相変わらず読めない達海に緑川がとりあえず笑いかけると、その笑顔にますます達海が不機嫌な顔をする。

「年下のくせになー、なんでだろ、かっこいいな…」
「ありがとうございます」
「その顔やめろよ、もー」

どこまでもお気に召さないらしい。仕方ないなあと一歩分、達海との距離をつめた。
選手と監督にしては少し近すぎる距離だが、達海は警戒心のかけらも見せない。
(ここらで少し、アピールでもしておこうか)
ライバルの多い、恋の相手にするにはやっかいな相手を横目でちらりと見つめてから、緑川は小声で呟いた。
耳貸して、達海さん。そう言うと、緑川の身長に合わせてか達海が小首を傾げる。やっぱり幼い彼に笑いながら、緑川は達海にだけ聞こえる声で言った。

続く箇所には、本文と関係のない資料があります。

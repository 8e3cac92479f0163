//! Reproject command implementation

use super::{print_shapes, shape_output};
use crate::cli::ReprojectArgs;
use crate::geometry_io::parse_wkt;
use crate::output::OutputWriter;
use crate::output_types::ShapesOutput;
use anyhow::{Context, Result};
use geoshape_core::config::LayeredConfig;
use geoshape_core::Crs;
use geoshape_geo::{from_geometry, ProjTransformer};

pub fn execute(args: ReprojectArgs, config: &LayeredConfig, output: &OutputWriter) -> Result<()> {
    let target = Crs::from_user_input(&args.to)?;
    let source = match &args.from {
        Some(from) => Some(Crs::from_user_input(from)?),
        None => config.default_crs()?,
    };

    // One transformer for the whole batch
    let transformer = match &source {
        Some(source) => Some(ProjTransformer::new(source, &target)?),
        None => {
            output.warning(format!(
                "No source CRS given; geometries are tagged with {} without transforming",
                target
            ));
            None
        }
    };

    let mut shapes = Vec::with_capacity(args.geometries.len());
    for text in &args.geometries {
        let geometry = parse_wkt(text)?;
        let shape = from_geometry(geometry, source.clone())
            .with_context(|| format!("Cannot wrap '{}'", text))?;

        let projected = match &transformer {
            Some(transformer) => shape.reproject_with(&target, transformer),
            None => shape.reproject(&target),
        }
        .with_context(|| format!("Failed to reproject '{}'", text))?;

        shapes.push(shape_output(&projected, config.precision.value));
    }

    tracing::debug!(count = shapes.len(), target = %target, "Reprojected geometries");

    if output.is_json() {
        output.result(ShapesOutput {
            source_crs: source.map(|crs| crs.to_string()),
            target_crs: target.to_string(),
            shapes,
        })?;
    } else {
        print_shapes(&shapes, output);
    }

    Ok(())
}
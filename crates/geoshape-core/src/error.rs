//! Error types for GeoShape

use thiserror::Error;

#[derive(Debug, Error)]
pub enum GeoshapeError {
    // CRS errors
    #[error("Invalid CRS '{input}': {reason}")]
    InvalidCrs { input: String, reason: String },

    #[error(
        "Geometry already has CRS {current} which does not match {requested}. \
         Use an override policy to replace it without transforming, or reproject instead"
    )]
    CrsConflict { current: String, requested: String },

    #[error(
        "Transformer converts {found_source} -> {found_target}, \
         but this operation needs {expected_source} -> {expected_target}"
    )]
    IncompatibleTransformer {
        expected_source: String,
        expected_target: String,
        found_source: String,
        found_target: String,
    },

    #[error("Projection failed: {reason}")]
    Transform { reason: String },

    // Geometry errors
    #[error("No CRS-aware equivalent exists for geometry of type {kind}")]
    UnsupportedGeometry { kind: String },

    // Configuration errors
    #[error("Invalid configuration value for {key}: {reason}")]
    ConfigInvalid { key: String, reason: String },

    // IO errors
    #[error("IO error: {0}")]
    Io(#[from] std::io::Error),
}

impl GeoshapeError {
    pub fn invalid_crs(input: impl Into<String>, reason: impl Into<String>) -> Self {
        GeoshapeError::InvalidCrs { input: input.into(), reason: reason.into() }
    }
}

pub type Result<T> = std::result::Result<T, GeoshapeError>;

「俺のかっこ悪いとこ、ベッドでなら見れるかもですよ」
「……なあにそれ、お誘い?」

じとりと緑川を睨みつけ、達海が腕を組む。ふっと笑って頷くと、唇を尖らせた達海が体ごと緑川にぶつかってくる。よろめきもしない緑川をじとりと睨んでから、達海はぶっきらぼうに呟いた。

「……考えとく」
「え」

返事をする隙も与えず、かといって特に速くもない足取りで達海が他のポジションへと歩いていく。しかし、その背中には確かに動揺の色が残っていた。
(……もしかして、脈アリ?)
同じく緑川が予想外の展開に目を丸くした時、コーチが午前中の練習の終了を告げる。

「……まいった、どうしたもんですかね」

ふう、と長い息を吐いてから緑川は、先程遠ざかっていった背中をゆっくりと追いかける。
その表情があまりにも複雑だったため、最初は拗ねたような顔で振り向いた達海が「変な顔だ」と楽しそうに笑いはじめるまで、そう時間はかからなかった。